Supernova: Gatot Kaca, Puteri dan Bintang Jatuh

Meski telat empat tahun jadi penggemar Supernova, tapi di 2005 saya sudah baca habis mulai dari seri Ksatria, Puteri, dan Bintang Jatuh hingga Akar. Saya bukan seorang penggemar sains, dan saya banyak nggak ngertinya saat baca novel karya Dewi Lestari itu. Beruntung, dia menuliskan footnote untuk setiap kata yang asing bagi orang awam seperti saya, di tiap halaman yang mengandung bahasa sains.

Banyak pengetahuan baru yang saya dapat dengan baca rangkaian novel ini. Secara pribadi, saya jadi berpikir, apakah memang benar ada apapun itu yang diceritakan oleh Dee dalam buku-bukunya. Larut dalam dimensi berupa lembara-lembaran kertas yang bertransformasi jadi tiga dimensi, itulah yang saya rasakan.
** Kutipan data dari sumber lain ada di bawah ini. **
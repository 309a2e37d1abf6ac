//! Error types shared across the crate.
//!
//! Each stage of the pipeline has its own error so the orchestrator can tell
//! fatal failures (configuration, authorization, listing) from per-message ones
//! (fetching or decoding a single message).

use std::path::PathBuf;
use thiserror::Error;

use crate::domain::{ContinuationToken, MessageId};

/// Loading or validating configuration failed.
#[derive(Debug, Error)]
pub enum ConfigError {
    #[error("failed to read {path}")]
    Read {
        path: PathBuf,
        #[source]
        source: std::io::Error,
    },

    #[error("failed to parse {path}")]
    Parse {
        path: PathBuf,
        #[source]
        source: toml::de::Error,
    },

    #[error("invalid configuration: {message}")]
    Invalid { message: String },
}

/// Obtaining or persisting OAuth credentials failed.
#[derive(Debug, Error)]
pub enum AuthError {
    #[error("unable to read client secret file {path}")]
    ClientSecretRead {
        path: PathBuf,
        #[source]
        source: std::io::Error,
    },

    #[error("unable to parse client secret file {path}")]
    ClientSecretParse {
        path: PathBuf,
        #[source]
        source: serde_json::Error,
    },

    #[error("client secret file {path} has neither an \"installed\" nor a \"web\" section")]
    ClientSecretMissingSection { path: PathBuf },

    #[error("invalid OAuth endpoint url: {0}")]
    InvalidUrl(#[from] url::ParseError),

    #[error("unable to read authorization code: {message}")]
    CodeUnavailable { message: String },

    #[error("token exchange failed: {message}")]
    Exchange { message: String },

    #[error("unable to cache oauth token at {path}")]
    TokenWrite {
        path: PathBuf,
        #[source]
        source: std::io::Error,
    },

    #[error("unable to encode oauth token")]
    TokenEncode(#[source] serde_json::Error),
}

/// A call to the mail provider failed.
#[derive(Debug, Error)]
pub enum ProviderError {
    #[error("request failed")]
    Transport(#[from] reqwest::Error),

    #[error("provider returned HTTP {status}: {body}")]
    Status { status: u16, body: String },

    #[error("malformed provider response")]
    Malformed(#[source] serde_json::Error),
}

/// Body data of a message part was not valid base64url.
#[derive(Debug, Error)]
#[error("unable to decode message body")]
pub struct DecodeError(#[from] pub base64::DecodeError);

/// A list call failed; carries the cursor that was being fetched so a caller
/// can resume from the same page.
#[derive(Debug, Error)]
#[error("unable to retrieve messages (page {page})")]
pub struct PageFetchError {
    pub page: usize,
    pub token: ContinuationToken,
    #[source]
    pub source: ProviderError,
}

/// A single message could not be processed.
#[derive(Debug, Error)]
pub enum MessageError {
    #[error("unable to fetch message {id}")]
    Fetch {
        id: MessageId,
        #[source]
        source: ProviderError,
    },

    #[error("unable to decode message {id}")]
    Decode {
        id: MessageId,
        #[source]
        source: DecodeError,
    },
}

/// The run had to stop before every page was processed.
#[derive(Debug, Error)]
pub enum PipelineError {
    #[error(transparent)]
    Page(#[from] PageFetchError),

    #[error("unable to write output")]
    Output(#[from] std::io::Error),

    #[error("unable to encode output record")]
    Encode(#[from] serde_json::Error),
}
Percaya atau nggak, setiap baca seri Supernova, saya seolah ikut masuk ke dalam kisah-kisahnya.

Super kaget saat tiba-tiba beredar kabar di media bahwa seri pertama Supernova: Ksatria, Puteri, dan Bintang Jatuh bakal dijadikan film. Saya nggak bisa membayangkan, bagaimana rangkaian cerita absurd dalam buku itu bakal di-visual-kan oleh mereka. Ketika tahu siapa produser proyek ini, saya semakin galau. Saya abaikan poin positif bahwa film ini diarahkan oleh sutradara kondang, Rizal Mantovani.

SPOILER ALERT! Kalau belum nonton, segera klik tombol silang di pojok kanan atas, asal kamu bukan pengguna macbook.
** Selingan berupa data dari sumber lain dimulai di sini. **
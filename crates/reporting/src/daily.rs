//! Date-by-date metrics table, one row per calendar date with data.

use adlift_core::types::{MetricsRow, PeriodDefinition};

use crate::aggregate::DailyAggregates;
use crate::metrics::calculate;
use crate::period::breakdown;

/// One metrics row per date present in any dataset, ascending. Each row is a
/// one-day period named after its ISO date.
pub fn daily_metrics(aggregates: &DailyAggregates) -> Vec<MetricsRow> {
    aggregates
        .dates()
        .into_iter()
        .map(|date| calculate(&breakdown(&PeriodDefinition::single_day(date), aggregates)))
        .collect()
}
//! Per-date aggregation of cleaned rows.

use std::collections::{BTreeMap, BTreeSet};
use std::ops::AddAssign;

use adlift_core::types::{
    AdMeasures, CampaignRow, DailyAggregate, DataSummary, DatasetKind, SalesMeasures,
    TransactionRow,
};
use chrono::NaiveDate;
use serde::Serialize;

/// A cleaned row that can be summed by calendar date.
pub trait DatedRow {
    type Measures: Default + AddAssign + Copy;

    fn date(&self) -> NaiveDate;
    fn measures(&self) -> Self::Measures;
}

impl DatedRow for TransactionRow {
    type Measures = SalesMeasures;

    fn date(&self) -> NaiveDate {
        self.date
    }

    fn measures(&self) -> SalesMeasures {
        SalesMeasures {
            orders: 1.0,
            units: self.units,
            gross_revenue: self.gross_revenue,
            promotion_discount: self.promotion_discount,
            net_revenue: self.net_revenue,
        }
    }
}

impl DatedRow for CampaignRow {
    type Measures = AdMeasures;

    fn date(&self) -> NaiveDate {
        self.date
    }

    fn measures(&self) -> AdMeasures {
        AdMeasures {
            impressions: self.impressions,
            clicks: self.clicks,
            spend: self.spend,
            sales: self.sales,
            orders: self.orders,
        }
    }
}

/// Sum `rows` by date. Output is ascending by date; dates without rows are
/// absent.
pub fn aggregate_daily<R: DatedRow>(kind: DatasetKind, rows: &[R]) -> Vec<DailyAggregate<R::Measures>> {
    let mut by_date: BTreeMap<NaiveDate, R::Measures> = BTreeMap::new();
    for row in rows {
        *by_date.entry(row.date()).or_default() += row.measures();
    }
    by_date
        .into_iter()
        .map(|(date, measures)| DailyAggregate {
            kind,
            date,
            measures,
        })
        .collect()
}

/// Daily aggregates for all four datasets of one analysis.
#[derive(Debug, Clone, Default, PartialEq, Serialize)]
pub struct DailyAggregates {
    pub transactions: Vec<DailyAggregate<SalesMeasures>>,
    pub sponsored_products: Vec<DailyAggregate<AdMeasures>>,
    pub sponsored_brands: Vec<DailyAggregate<AdMeasures>>,
    pub sponsored_display: Vec<DailyAggregate<AdMeasures>>,
}

impl DailyAggregates {
    /// Aggregates for a campaign kind. Empty for `Transactions`.
    pub fn campaign(&self, kind: DatasetKind) -> &[DailyAggregate<AdMeasures>] {
        match kind {
            DatasetKind::SponsoredProducts => &self.sponsored_products,
            DatasetKind::SponsoredBrands => &self.sponsored_brands,
            DatasetKind::SponsoredDisplay => &self.sponsored_display,
            DatasetKind::Transactions => &[],
        }
    }

    pub fn set_campaign(&mut self, kind: DatasetKind, aggregates: Vec<DailyAggregate<AdMeasures>>) {
        match kind {
            DatasetKind::SponsoredProducts => self.sponsored_products = aggregates,
            DatasetKind::SponsoredBrands => self.sponsored_brands = aggregates,
            DatasetKind::SponsoredDisplay => self.sponsored_display = aggregates,
            DatasetKind::Transactions => {}
        }
    }

    /// Every date present in any dataset, ascending.
    pub fn dates(&self) -> BTreeSet<NaiveDate> {
        let mut dates: BTreeSet<NaiveDate> = self.transactions.iter().map(|a| a.date).collect();
        for kind in DatasetKind::CAMPAIGNS {
            dates.extend(self.campaign(kind).iter().map(|a| a.date));
        }
        dates
    }

    /// Totals and date span over everything loaded.
    pub fn summary(&self) -> DataSummary {
        let dates = self.dates();
        let mut summary = DataSummary {
            days: dates.len(),
            first_date: dates.first().copied(),
            last_date: dates.last().copied(),
            ..Default::default()
        };
        for aggregate in &self.transactions {
            summary.sales += aggregate.measures;
        }
        for kind in DatasetKind::CAMPAIGNS {
            for aggregate in self.campaign(kind) {
                summary.ads += aggregate.measures;
            }
        }
        summary
    }
}

#[cfg(test)]
mod tests {
    use super::*;

    fn date(d: u32) -> NaiveDate {
        NaiveDate::from_ymd_opt(2024, 7, d).unwrap()
    }

    fn ad_row(d: u32, clicks: f64, spend: f64) -> CampaignRow {
        CampaignRow {
            date: date(d),
            impressions: clicks * 50.0,
            clicks,
            spend,
            sales: spend * 4.0,
            orders: 1.0,
        }
    }

    #[test]
    fn test_groups_by_date_ascending() {
        let rows = vec![ad_row(12, 2.0, 1.5), ad_row(10, 3.0, 2.0), ad_row(12, 5.0, 0.5)];
        let daily = aggregate_daily(DatasetKind::SponsoredProducts, &rows);

        assert_eq!(daily.len(), 2);
        assert_eq!(daily[0].date, date(10));
        assert_eq!(daily[1].date, date(12));
        assert_eq!(daily[1].measures.clicks, 7.0);
        assert_eq!(daily[1].measures.spend, 2.0);
        assert_eq!(daily[1].measures.orders, 2.0);
        assert_eq!(daily[1].kind, DatasetKind::SponsoredProducts);
    }

    #[test]
    fn test_no_zero_filled_dates() {
        let rows = vec![ad_row(1, 1.0, 1.0), ad_row(5, 1.0, 1.0)];
        let daily = aggregate_daily(DatasetKind::SponsoredBrands, &rows);
        assert_eq!(daily.len(), 2);
    }

    #[test]
    fn test_transactions_count_orders() {
        let rows = vec![
            TransactionRow {
                date: date(10),
                gross_revenue: 100.0,
                promotion_discount: 10.0,
                net_revenue: 90.0,
                units: 2.0,
            },
            TransactionRow {
                date: date(10),
                gross_revenue: 20.0,
                promotion_discount: 0.0,
                net_revenue: 20.0,
                units: 1.0,
            },
        ];
        let daily = aggregate_daily(DatasetKind::Transactions, &rows);
        assert_eq!(daily.len(), 1);
        assert_eq!(daily[0].measures.orders, 2.0);
        assert_eq!(daily[0].measures.units, 3.0);
        assert_eq!(daily[0].measures.net_revenue, 110.0);
    }

    #[test]
    fn test_dates_union() {
        let mut aggregates = DailyAggregates::default();
        aggregates.set_campaign(
            DatasetKind::SponsoredDisplay,
            aggregate_daily(DatasetKind::SponsoredDisplay, &[ad_row(3, 1.0, 1.0)]),
        );
        aggregates.sponsored_products =
            aggregate_daily(DatasetKind::SponsoredProducts, &[ad_row(1, 1.0, 1.0), ad_row(3, 1.0, 1.0)]);
        let dates: Vec<_> = aggregates.dates().into_iter().collect();
        assert_eq!(dates, vec![date(1), date(3)]);
        assert!(aggregates.campaign(DatasetKind::Transactions).is_empty());
    }

    #[test]
    fn test_summary_spans_all_datasets() {
        let aggregates = DailyAggregates {
            transactions: aggregate_daily(
                DatasetKind::Transactions,
                &[TransactionRow {
                    date: date(9),
                    gross_revenue: 100.0,
                    promotion_discount: 10.0,
                    net_revenue: 90.0,
                    units: 2.0,
                }],
            ),
            sponsored_products: aggregate_daily(DatasetKind::SponsoredProducts, &[ad_row(11, 20.0, 10.0)]),
            ..Default::default()
        };

        let summary = aggregates.summary();
        assert_eq!(summary.days, 2);
        assert_eq!(summary.first_date, Some(date(9)));
        assert_eq!(summary.last_date, Some(date(11)));
        assert_eq!(summary.sales.orders, 1.0);
        assert_eq!(summary.sales.net_revenue, 90.0);
        assert_eq!(summary.ads.spend, 10.0);
        assert_eq!(summary.ads.sales, 40.0);
        assert_eq!(summary.ads.clicks, 20.0);
    }

    #[test]
    fn test_summary_of_nothing() {
        let summary = DailyAggregates::default().summary();
        assert_eq!(summary.days, 0);
        assert_eq!(summary.first_date, None);
        assert_eq!(summary.last_date, None);
    }
}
Saya mengikuti promo gencar mereka lewat media sosial. Bagaimana mereka perlahan-lahan memperkenalkan satu per satu tokoh dalam film tersebut, hingga seperti apa poster dan trailer yang mereka rancang, saya nggak pernah luput tahu. Kekecewaan demi kekecewaan harus ditelan bulat-bulat saat tahu nama-nama yang sama sekali di luar bayangan saya untuk setiap tokohnya. Saya siap untuk kecewa.

Dalam kekecewaan saya itu, tetap ada tekad yang bulat untuk menonton film tersebut di hari pertamanya tayang. Siap dicaci, begitulah rasanya. Saya sudah terlanjur tidak berekspektasi lebih pada film ini. Yang ada hanya keinginan untuk jadi salah satu orang yang menjadi saksi bahwa imajinasi Dee tidak akan pernah terkalahkan, apalagi oleh fim yang diadaptasi dari novelnya sendiri. Saya semakin siap untuk kecewa.
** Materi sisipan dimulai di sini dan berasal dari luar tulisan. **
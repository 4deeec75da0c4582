use std::collections::BTreeMap;
use std::fmt;
use std::ops::AddAssign;

use chrono::NaiveDate;
use serde::{Deserialize, Serialize};

use crate::error::MissingColumn;

// ─── Inputs ─────────────────────────────────────────────────────────────────

/// The four spreadsheet exports an analysis is built from.
#[derive(Debug, Clone, Copy, Serialize, Deserialize, PartialEq, Eq, Hash, PartialOrd, Ord)]
#[serde(rename_all = "snake_case")]
pub enum DatasetKind {
    Transactions,
    #[serde(rename = "sp")]
    SponsoredProducts,
    #[serde(rename = "sb")]
    SponsoredBrands,
    #[serde(rename = "sd")]
    SponsoredDisplay,
}

impl DatasetKind {
    pub const ALL: [DatasetKind; 4] = [
        DatasetKind::Transactions,
        DatasetKind::SponsoredProducts,
        DatasetKind::SponsoredBrands,
        DatasetKind::SponsoredDisplay,
    ];

    pub const CAMPAIGNS: [DatasetKind; 3] = [
        DatasetKind::SponsoredProducts,
        DatasetKind::SponsoredBrands,
        DatasetKind::SponsoredDisplay,
    ];

    /// Short label used for column prefixes, metric labels and CLI flags.
    pub fn as_str(&self) -> &'static str {
        match self {
            DatasetKind::Transactions => "transactions",
            DatasetKind::SponsoredProducts => "sp",
            DatasetKind::SponsoredBrands => "sb",
            DatasetKind::SponsoredDisplay => "sd",
        }
    }

    pub fn is_campaign(&self) -> bool {
        !matches!(self, DatasetKind::Transactions)
    }
}

impl fmt::Display for DatasetKind {
    fn fmt(&self, f: &mut fmt::Formatter<'_>) -> fmt::Result {
        let name = match self {
            DatasetKind::Transactions => "Transactions",
            DatasetKind::SponsoredProducts => "Sponsored Products",
            DatasetKind::SponsoredBrands => "Sponsored Brands",
            DatasetKind::SponsoredDisplay => "Sponsored Display",
        };
        f.write_str(name)
    }
}

/// An untyped spreadsheet cell. Native date cells arrive as Excel serials.
#[derive(Debug, Clone, PartialEq, Serialize, Deserialize)]
#[serde(untagged)]
pub enum Cell {
    Empty,
    Number(f64),
    Text(String),
}

impl Cell {
    pub fn is_empty(&self) -> bool {
        match self {
            Cell::Empty => true,
            Cell::Text(s) => s.trim().is_empty(),
            Cell::Number(_) => false,
        }
    }

    /// Text form of the cell, trimmed. Numbers are rendered without a
    /// trailing `.0` so that codes like `1` survive a round trip.
    pub fn as_text(&self) -> Option<String> {
        match self {
            Cell::Empty => None,
            Cell::Text(s) if s.trim().is_empty() => None,
            Cell::Text(s) => Some(s.trim().to_string()),
            Cell::Number(n) if n.fract() == 0.0 => Some(format!("{}", *n as i64)),
            Cell::Number(n) => Some(n.to_string()),
        }
    }
}

impl From<&str> for Cell {
    fn from(value: &str) -> Self {
        if value.trim().is_empty() {
            Cell::Empty
        } else {
            Cell::Text(value.to_string())
        }
    }
}

impl From<f64> for Cell {
    fn from(value: f64) -> Self {
        Cell::Number(value)
    }
}

/// One uploaded spreadsheet, tagged with the dataset it belongs to.
#[derive(Debug, Clone, PartialEq, Serialize, Deserialize)]
pub struct RawTable {
    pub kind: DatasetKind,
    pub headers: Vec<String>,
    pub rows: Vec<Vec<Cell>>,
}

impl RawTable {
    pub fn new(kind: DatasetKind, headers: Vec<String>) -> Self {
        Self {
            kind,
            headers,
            rows: Vec::new(),
        }
    }

    pub fn push_row(&mut self, row: Vec<Cell>) {
        self.rows.push(row);
    }

    pub fn len(&self) -> usize {
        self.rows.len()
    }

    pub fn is_empty(&self) -> bool {
        self.rows.is_empty()
    }
}

/// A caller-supplied inclusive date window.
#[derive(Debug, Clone, PartialEq, Eq, Serialize, Deserialize)]
pub struct PeriodDefinition {
    pub name: String,
    pub start_date: NaiveDate,
    pub end_date: NaiveDate,
}

impl PeriodDefinition {
    pub fn new(name: impl Into<String>, start_date: NaiveDate, end_date: NaiveDate) -> Self {
        Self {
            name: name.into(),
            start_date,
            end_date,
        }
    }

    /// A one-day period named after its ISO date.
    pub fn single_day(date: NaiveDate) -> Self {
        Self::new(date.format("%Y-%m-%d").to_string(), date, date)
    }

    pub fn contains(&self, date: NaiveDate) -> bool {
        date >= self.start_date && date <= self.end_date
    }
}

// ─── Canonical rows and measures ────────────────────────────────────────────

/// A cleaned transaction line. Each line counts as one order.
#[derive(Debug, Clone, PartialEq, Serialize, Deserialize)]
pub struct TransactionRow {
    pub date: NaiveDate,
    pub gross_revenue: f64,
    pub promotion_discount: f64,
    pub net_revenue: f64,
    pub units: f64,
}

/// A cleaned advertising report line (SP, SB or SD).
#[derive(Debug, Clone, PartialEq, Serialize, Deserialize)]
pub struct CampaignRow {
    pub date: NaiveDate,
    pub impressions: f64,
    pub clicks: f64,
    pub spend: f64,
    pub sales: f64,
    pub orders: f64,
}

/// Summed transaction measures.
#[derive(Debug, Clone, Copy, Default, PartialEq, Serialize, Deserialize)]
pub struct SalesMeasures {
    pub orders: f64,
    pub units: f64,
    pub gross_revenue: f64,
    pub promotion_discount: f64,
    pub net_revenue: f64,
}

impl AddAssign for SalesMeasures {
    fn add_assign(&mut self, rhs: Self) {
        self.orders += rhs.orders;
        self.units += rhs.units;
        self.gross_revenue += rhs.gross_revenue;
        self.promotion_discount += rhs.promotion_discount;
        self.net_revenue += rhs.net_revenue;
    }
}

/// Summed advertising measures for one campaign kind or for all of them.
#[derive(Debug, Clone, Copy, Default, PartialEq, Serialize, Deserialize)]
pub struct AdMeasures {
    pub impressions: f64,
    pub clicks: f64,
    pub spend: f64,
    pub sales: f64,
    pub orders: f64,
}

impl AddAssign for AdMeasures {
    fn add_assign(&mut self, rhs: Self) {
        self.impressions += rhs.impressions;
        self.clicks += rhs.clicks;
        self.spend += rhs.spend;
        self.sales += rhs.sales;
        self.orders += rhs.orders;
    }
}

/// Sum of one dataset's measures for a single calendar date.
#[derive(Debug, Clone, PartialEq, Serialize, Deserialize)]
pub struct DailyAggregate<M> {
    pub kind: DatasetKind,
    pub date: NaiveDate,
    pub measures: M,
}

/// Sum of one dataset's daily aggregates over a period.
#[derive(Debug, Clone, PartialEq, Serialize, Deserialize)]
pub struct PeriodSummary<M> {
    pub period: String,
    pub kind: DatasetKind,
    /// Dates inside the period that had at least one row.
    pub active_days: usize,
    pub measures: M,
}

/// Totals over every date with data, before any period is chosen.
#[derive(Debug, Clone, Default, PartialEq, Serialize, Deserialize)]
pub struct DataSummary {
    /// Distinct dates with data in any dataset.
    pub days: usize,
    pub first_date: Option<NaiveDate>,
    pub last_date: Option<NaiveDate>,
    pub sales: SalesMeasures,
    /// SP, SB and SD combined.
    pub ads: AdMeasures,
}

// ─── Metrics ────────────────────────────────────────────────────────────────

/// A ratio metric. `Undefined` marks a zero denominator and is never
/// collapsed into a number.
#[derive(Debug, Clone, Copy, PartialEq, Serialize, Deserialize)]
#[serde(tag = "status", content = "value", rename_all = "snake_case")]
pub enum MetricValue {
    Value(f64),
    Undefined,
}

impl MetricValue {
    /// `numerator / denominator * scale`, undefined when the denominator is zero.
    pub fn ratio(numerator: f64, denominator: f64, scale: f64) -> Self {
        if denominator == 0.0 {
            MetricValue::Undefined
        } else {
            MetricValue::Value(numerator / denominator * scale)
        }
    }

    pub fn value(&self) -> Option<f64> {
        match self {
            MetricValue::Value(v) => Some(*v),
            MetricValue::Undefined => None,
        }
    }

    pub fn is_undefined(&self) -> bool {
        matches!(self, MetricValue::Undefined)
    }

    /// Render with `precision` decimals, or `undefined_label`.
    pub fn render(&self, precision: usize, undefined_label: &str) -> String {
        match self {
            MetricValue::Value(v) => format!("{:.*}", precision, v),
            MetricValue::Undefined => undefined_label.to_string(),
        }
    }
}

impl fmt::Display for MetricValue {
    fn fmt(&self, f: &mut fmt::Formatter<'_>) -> fmt::Result {
        match self {
            MetricValue::Value(v) => write!(f, "{v}"),
            MetricValue::Undefined => f.write_str("undefined"),
        }
    }
}

#[derive(Debug, Clone, Copy, PartialEq, Serialize, Deserialize)]
pub struct AdRatios {
    pub ctr: MetricValue,
    pub cvr: MetricValue,
    pub cpa: MetricValue,
    pub cpc: MetricValue,
    pub roas: MetricValue,
    pub acos: MetricValue,
}

#[derive(Debug, Clone, Copy, PartialEq, Serialize, Deserialize)]
pub struct ChannelMetrics {
    pub measures: AdMeasures,
    pub ratios: AdRatios,
}

/// Final per-period output row.
#[derive(Debug, Clone, PartialEq, Serialize, Deserialize)]
pub struct MetricsRow {
    pub period: String,
    pub start_date: NaiveDate,
    pub end_date: NaiveDate,
    pub active_days: usize,
    pub sales: SalesMeasures,
    pub sponsored_products: ChannelMetrics,
    pub sponsored_brands: ChannelMetrics,
    pub sponsored_display: ChannelMetrics,
    pub combined: ChannelMetrics,
    /// Ad-attributed sales plus net revenue.
    pub total_sales: f64,
    pub tacos: MetricValue,
}

impl MetricsRow {
    pub fn channel(&self, kind: DatasetKind) -> Option<&ChannelMetrics> {
        match kind {
            DatasetKind::SponsoredProducts => Some(&self.sponsored_products),
            DatasetKind::SponsoredBrands => Some(&self.sponsored_brands),
            DatasetKind::SponsoredDisplay => Some(&self.sponsored_display),
            DatasetKind::Transactions => None,
        }
    }

    /// Names of every value returned by [`MetricsRow::named_values`], in order.
    pub fn column_names() -> Vec<String> {
        let mut names: Vec<String> = SALES_COLUMNS.iter().map(|c| c.to_string()).collect();
        for prefix in CHANNEL_PREFIXES {
            names.extend(CHANNEL_COLUMNS.iter().map(|c| format!("{prefix}_{c}")));
        }
        names.push("total_sales".to_string());
        names.push("tacos".to_string());
        names
    }

    /// Every measure and metric as a named value, in export column order.
    pub fn named_values(&self) -> Vec<(String, MetricValue)> {
        Self::column_names().into_iter().zip(self.values()).collect()
    }

    fn values(&self) -> Vec<MetricValue> {
        let s = &self.sales;
        let mut values: Vec<MetricValue> = [
            s.orders,
            s.units,
            s.gross_revenue,
            s.promotion_discount,
            s.net_revenue,
        ]
        .into_iter()
        .map(MetricValue::Value)
        .collect();

        for channel in [
            &self.sponsored_products,
            &self.sponsored_brands,
            &self.sponsored_display,
            &self.combined,
        ] {
            let m = &channel.measures;
            let r = &channel.ratios;
            values.extend([
                MetricValue::Value(m.impressions),
                MetricValue::Value(m.clicks),
                MetricValue::Value(m.spend),
                MetricValue::Value(m.sales),
                MetricValue::Value(m.orders),
                r.ctr,
                r.cvr,
                r.cpa,
                r.cpc,
                r.roas,
                r.acos,
            ]);
        }

        values.push(MetricValue::Value(self.total_sales));
        values.push(self.tacos);
        values
    }
}

const SALES_COLUMNS: [&str; 5] = [
    "orders",
    "units",
    "gross_revenue",
    "promotion_discount",
    "net_revenue",
];

// Column order must match the push order in `MetricsRow::values`.
const CHANNEL_PREFIXES: [&str; 4] = ["sp", "sb", "sd", "ads"];
const CHANNEL_COLUMNS: [&str; 11] = [
    "impressions",
    "clicks",
    "spend",
    "sales",
    "orders",
    "ctr",
    "cvr",
    "cpa",
    "cpc",
    "roas",
    "acos",
];

/// Percentage change of every named value from one period to another.
#[derive(Debug, Clone, PartialEq, Serialize, Deserialize)]
pub struct LiftRow {
    pub baseline: String,
    pub comparison: String,
    pub entries: Vec<(String, MetricValue)>,
}

impl LiftRow {
    pub fn get(&self, name: &str) -> Option<MetricValue> {
        self.entries
            .iter()
            .find(|(n, _)| n == name)
            .map(|(_, v)| *v)
    }
}

// ─── Diagnostics ────────────────────────────────────────────────────────────

/// Row-level bookkeeping for one dataset kind.
#[derive(Debug, Clone, Default, PartialEq, Eq, Serialize, Deserialize)]
pub struct DatasetDiagnostics {
    pub rows_read: usize,
    pub rows_kept: usize,
    pub malformed_dates: usize,
    pub non_amazon_channel: usize,
    pub excluded_status: usize,
    pub unparseable_numbers: usize,
}

impl DatasetDiagnostics {
    pub fn dropped(&self) -> usize {
        self.malformed_dates + self.non_amazon_channel + self.excluded_status
    }

    pub fn absorb(&mut self, other: &DatasetDiagnostics) {
        self.rows_read += other.rows_read;
        self.rows_kept += other.rows_kept;
        self.malformed_dates += other.malformed_dates;
        self.non_amazon_channel += other.non_amazon_channel;
        self.excluded_status += other.excluded_status;
        self.unparseable_numbers += other.unparseable_numbers;
    }
}

/// Everything that went less than perfectly during one run.
#[derive(Debug, Clone, Default, PartialEq, Serialize)]
pub struct Diagnostics {
    pub missing_columns: Vec<MissingColumn>,
    /// Kinds with no usable table (not supplied, or missing a required column).
    pub absent_datasets: Vec<DatasetKind>,
    /// Kinds that had rows but not a single parseable date.
    pub undated_datasets: Vec<DatasetKind>,
    /// Periods that matched no date in any dataset.
    pub empty_periods: Vec<String>,
    pub datasets: BTreeMap<DatasetKind, DatasetDiagnostics>,
}

impl Diagnostics {
    pub fn dataset(&self, kind: DatasetKind) -> Option<&DatasetDiagnostics> {
        self.datasets.get(&kind)
    }

    pub fn dropped_rows(&self) -> usize {
        self.datasets.values().map(DatasetDiagnostics::dropped).sum()
    }

    pub fn is_clean(&self) -> bool {
        self.missing_columns.is_empty()
            && self.absent_datasets.is_empty()
            && self.undated_datasets.is_empty()
            && self.empty_periods.is_empty()
            && self.dropped_rows() == 0
            && self.datasets.values().all(|d| d.unparseable_numbers == 0)
    }
}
11 Desember, hari yang dinanti tiba. Jam 18.10, saya dan teman-teman yang juga punya kecintaan sama terhadap rangkaian novel Supernova sudah siap duduk di barisan C dalam Sarinah Cineplex Malang. Sayang sekali, tampaknya tak semua yang ada di dalam sana memang benar-benar paham apa isi cerita Supernova: Ksatria, Puteri, dan BIntang Jatuh. Momen perkenalan Dhimas dan Ruben jadi pembuka.

Dimas dan Ruben, dua warga negara Indonesia yang jadi mahasiswa negeri Paman Sam. Dimas yang diperankan oleh Hamish Daud kuliah di Goerge Washington University, dan Ruben yang diperankan Arifin Putra berkuliah di John Hopkins Medical School. Pertemuan selanjutnya, pesta yang meriah di rumah teman Dimas, di mana mereka berkelana dalam imajinasi liar karena 'badai serotonin' dari sebutir pil.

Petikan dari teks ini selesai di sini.